This paper in PRL suggests that a compact accelerator can generate electrons with enough energy to produce muons. While the device described below wasn't configured to produce secondary particles in a controlled manner, this paper shows that the energy regime needed to generate muons is accessible with currently available technology.
The accelerator described was less than 2cm long, and is actually a device created in an instant by the use of a burst of laser energy on a target, an ephemeral device that I speculate could be used as below with a bit more development. Such a device could be designed to operate in the reaction chamber of a FireEx or NIF machine.

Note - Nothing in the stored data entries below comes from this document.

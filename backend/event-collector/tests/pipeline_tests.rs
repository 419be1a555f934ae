//! Consumer runtime against the in-memory log and sink

use event_collector::runtime::{join_consumers, spawn_consumers, ConsumerLiveness};
use event_collector::sink::InMemoryEventSink;
use event_collector::{CollectorConfig, EventMaterializer, MaterializingHandler};
use event_log::{DeadLetterReason, DurableLog, Headers, InMemoryEventLog, StreamConfig};
use event_schema::{testing, FunnelStage, PublishEnvelope, Source, CORRELATION_ID_HEADER};
use idempotent_consumer::{ConsumerSettings, ConsumerStats};
use pipeline_metrics::AtomicPipelineMetrics;
use std::sync::Arc;
use std::time::Duration;
use tokio::sync::watch;

struct Pipeline {
    log: InMemoryEventLog,
    sink: InMemoryEventSink,
    metrics: Arc<AtomicPipelineMetrics>,
}

impl Pipeline {
    async fn new() -> Self {
        Self {
            log: InMemoryEventLog::with_streams(
                Source::ALL.iter().map(|s| StreamConfig::for_source(*s)),
            )
            .await,
            sink: InMemoryEventSink::new(),
            metrics: Arc::new(AtomicPipelineMetrics::new()),
        }
    }

    async fn publish(&self, envelope: &PublishEnvelope) {
        let mut headers = Headers::new();
        headers.insert(
            CORRELATION_ID_HEADER.to_string(),
            envelope.correlation_id.clone(),
        );
        self.log
            .publish(&envelope.subject(), envelope.to_bytes().unwrap(), headers)
            .await
            .unwrap();
    }

    /// Run the configured consumers until `done` holds, then shut them down
    async fn run_until(
        &self,
        config: CollectorConfig,
        done: impl Fn(&Pipeline) -> bool,
    ) -> ConsumerStats {
        let handler = Arc::new(MaterializingHandler::new(Arc::new(EventMaterializer::new(
            Arc::new(self.sink.clone()),
        ))));
        let plans = config.consumer_plans().unwrap();
        let liveness = Arc::new(ConsumerLiveness::new(&plans));
        let (shutdown_tx, shutdown_rx) = watch::channel(false);
        let tasks = spawn_consumers(
            Arc::new(self.log.clone()),
            handler,
            self.metrics.clone(),
            plans,
            ConsumerSettings {
                fetch_wait: Duration::from_millis(20),
                ..config.consumer_settings()
            },
            liveness,
            shutdown_rx,
        );

        tokio::time::timeout(Duration::from_secs(5), async {
            while !done(self) {
                tokio::time::sleep(Duration::from_millis(10)).await;
            }
        })
        .await
        .expect("pipeline did not settle");

        shutdown_tx.send(true).unwrap();
        join_consumers(tasks).await
    }
}

fn config(sources: &str, max_deliver: u32) -> CollectorConfig {
    CollectorConfig {
        sources: sources.to_string(),
        max_deliver,
        ..Default::default()
    }
}

#[tokio::test]
async fn test_redelivered_event_is_recorded_once() {
    let pipeline = Pipeline::new().await;
    let envelope = PublishEnvelope::new(testing::facebook_purchase("fb-1", "99.99"), "corr-1");

    // Original publish plus two redeliveries of the same logical message
    for _ in 0..3 {
        pipeline.publish(&envelope).await;
    }

    let stats = pipeline
        .run_until(config("facebook", 5), |p| {
            p.metrics
                .snapshot(Source::Facebook, FunnelStage::Bottom)
                .processed
                == 3
        })
        .await;

    assert_eq!(stats.acked, 3);
    assert_eq!(pipeline.sink.processed_count().await, 1);
    assert_eq!(pipeline.sink.revenue_count().await, 1);

    let record = pipeline.sink.processed("fb-1").await.unwrap();
    assert_eq!(record.correlation_id, "corr-1");
    let revenue = pipeline.sink.revenue("fb-1").await.unwrap();
    assert_eq!(revenue.amount, 99.99);
}

#[tokio::test]
async fn test_latest_event_owns_the_demographic_snapshot() {
    let pipeline = Pipeline::new().await;
    let first = testing::facebook_user_event("e1", "user-7", 30, "2025-01-15T10:00:00Z");
    let second = testing::facebook_user_event("e2", "user-7", 31, "2025-01-15T12:00:00Z");

    pipeline.publish(&PublishEnvelope::new(first.clone(), "c1")).await;
    pipeline.publish(&PublishEnvelope::new(second, "c2")).await;
    // Late redelivery of the older event
    pipeline.publish(&PublishEnvelope::new(first, "c1")).await;

    pipeline
        .run_until(config("facebook", 5), |p| {
            p.metrics.snapshot(Source::Facebook, FunnelStage::Top).processed == 3
        })
        .await;

    assert_eq!(pipeline.sink.demographics_count().await, 1);
    let snapshot = pipeline
        .sink
        .demographic("user-7", Source::Facebook)
        .await
        .unwrap();
    assert_eq!(snapshot.age, Some(31));
    assert_eq!(pipeline.sink.processed_count().await, 2);
}

#[tokio::test]
async fn test_sink_outage_exhausts_redelivery_into_dead_letter() {
    let pipeline = Pipeline::new().await;
    pipeline.sink.set_available(false);
    pipeline
        .publish(&PublishEnvelope::new(testing::tiktok_top("tt-1"), "corr-9"))
        .await;

    let stats = pipeline
        .run_until(config("tiktok", 3), |p| {
            p.metrics.snapshot(Source::Tiktok, FunnelStage::Top).dead_lettered == 1
        })
        .await;

    assert_eq!(stats.redelivered, 2);
    assert_eq!(stats.terminated, 1);

    let dead = pipeline.log.dead_letters().await;
    assert_eq!(dead.len(), 1);
    assert_eq!(dead[0].reason, DeadLetterReason::MaxDeliverExceeded);
    assert_eq!(dead[0].attempts, 3);

    let counters = pipeline.metrics.snapshot(Source::Tiktok, FunnelStage::Top);
    assert_eq!(counters.failed, 1);
    assert_eq!(counters.processed, 0);
    assert_eq!(pipeline.sink.processed_count().await, 0);
}

#[tokio::test]
async fn test_undecodable_message_is_terminated() {
    let pipeline = Pipeline::new().await;
    pipeline
        .log
        .publish("events.tiktok.top", b"{not json".to_vec(), Headers::new())
        .await
        .unwrap();
    pipeline
        .publish(&PublishEnvelope::new(testing::tiktok_top("tt-2"), "corr-2"))
        .await;

    let stats = pipeline
        .run_until(config("tiktok", 5), |p| {
            p.metrics.snapshot(Source::Tiktok, FunnelStage::Top).processed == 1
        })
        .await;

    assert_eq!(stats.terminated, 1);
    assert_eq!(stats.acked, 1);

    let dead = pipeline.log.dead_letters().await;
    assert_eq!(dead.len(), 1);
    assert!(matches!(dead[0].reason, DeadLetterReason::Terminated(_)));
    assert_eq!(pipeline.sink.processed_count().await, 1);
}

#[tokio::test]
async fn test_batch_write_failure_is_isolated_and_retryable() {
    let sink = InMemoryEventSink::new();
    let materializer = EventMaterializer::new(Arc::new(sink.clone()));
    let envelopes = vec![
        PublishEnvelope::new(testing::facebook_top("fb-1"), "corr-b"),
        PublishEnvelope::new(testing::facebook_purchase("fb-2", "15.00"), "corr-b"),
        PublishEnvelope::new(testing::tiktok_purchase("tt-1", Some("3.50")), "corr-b"),
    ];

    sink.set_revenue_available(false);
    let report = materializer.materialize_batch(&envelopes).await;

    assert!(!report.is_complete());
    assert_eq!(*report.processed.as_ref().unwrap(), 3);
    assert!(report.demographics.is_ok());
    assert!(report.revenue.is_err());
    assert!(report.error_summary().unwrap().contains("revenue"));
    assert_eq!(sink.processed_count().await, 3);
    assert_eq!(sink.revenue_count().await, 0);

    // Retrying the whole batch only fills the gap
    sink.set_revenue_available(true);
    let report = materializer.materialize_batch(&envelopes).await;

    assert!(report.is_complete());
    assert_eq!(*report.processed.as_ref().unwrap(), 0);
    assert_eq!(*report.revenue.as_ref().unwrap(), 2);
    assert_eq!(sink.processed_count().await, 3);
}

#[tokio::test]
async fn test_consumer_for_missing_stream_is_reported_stopped() {
    let log = InMemoryEventLog::with_streams([StreamConfig::for_source(Source::Facebook)]).await;
    let sink = InMemoryEventSink::new();
    let handler = Arc::new(MaterializingHandler::new(Arc::new(EventMaterializer::new(
        Arc::new(sink.clone()),
    ))));
    let config = config("facebook,tiktok", 5);
    let plans = config.consumer_plans().unwrap();
    let liveness = Arc::new(ConsumerLiveness::new(&plans));
    let (shutdown_tx, shutdown_rx) = watch::channel(false);
    let tasks = spawn_consumers(
        Arc::new(log),
        handler,
        Arc::new(AtomicPipelineMetrics::new()),
        plans,
        ConsumerSettings {
            fetch_wait: Duration::from_millis(20),
            ..config.consumer_settings()
        },
        liveness.clone(),
        shutdown_rx,
    );

    let stopped = tokio::time::timeout(Duration::from_secs(5), liveness.wait_for_stop())
        .await
        .expect("missing stream was not surfaced");
    assert_eq!(stopped, vec![Source::Tiktok]);
    assert!(liveness.is_running(Source::Facebook));
    assert!(!liveness.all_running());

    shutdown_tx.send(true).unwrap();
    let stats = join_consumers(tasks).await;
    assert_eq!(stats.acked, 0);
}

One could then envision a "second generation" fast ignition scenario, where one uses muons instead of fast electrons to create the "spark" that ignites the compressed dt fuel capsule. In a second generation system, the "spark" is created using muons to catalyze fusion in a volumetric manner, yielding what would look like an isochoros type heating of the mix to ignition conditions. The muon can catalyze as many as 150 fusion events before it sticks, producing a sharp spike in heat as both the fusion energy is released and as the fusion byproducts are absorbed in the dense capsule core. Understanding and modeling the stopping dynamics of muons producing muon-catylized fusion in a capsule context is beyond the current scope but would be interesting to explore. Muon-catylized fusion seemed to work best on cold mixtures, if my memory serves( I think that some of the papers from the Swiss lab and from Los Alamos a while back discussed these curves both from an experimental point of view, and from a theoretical point of view).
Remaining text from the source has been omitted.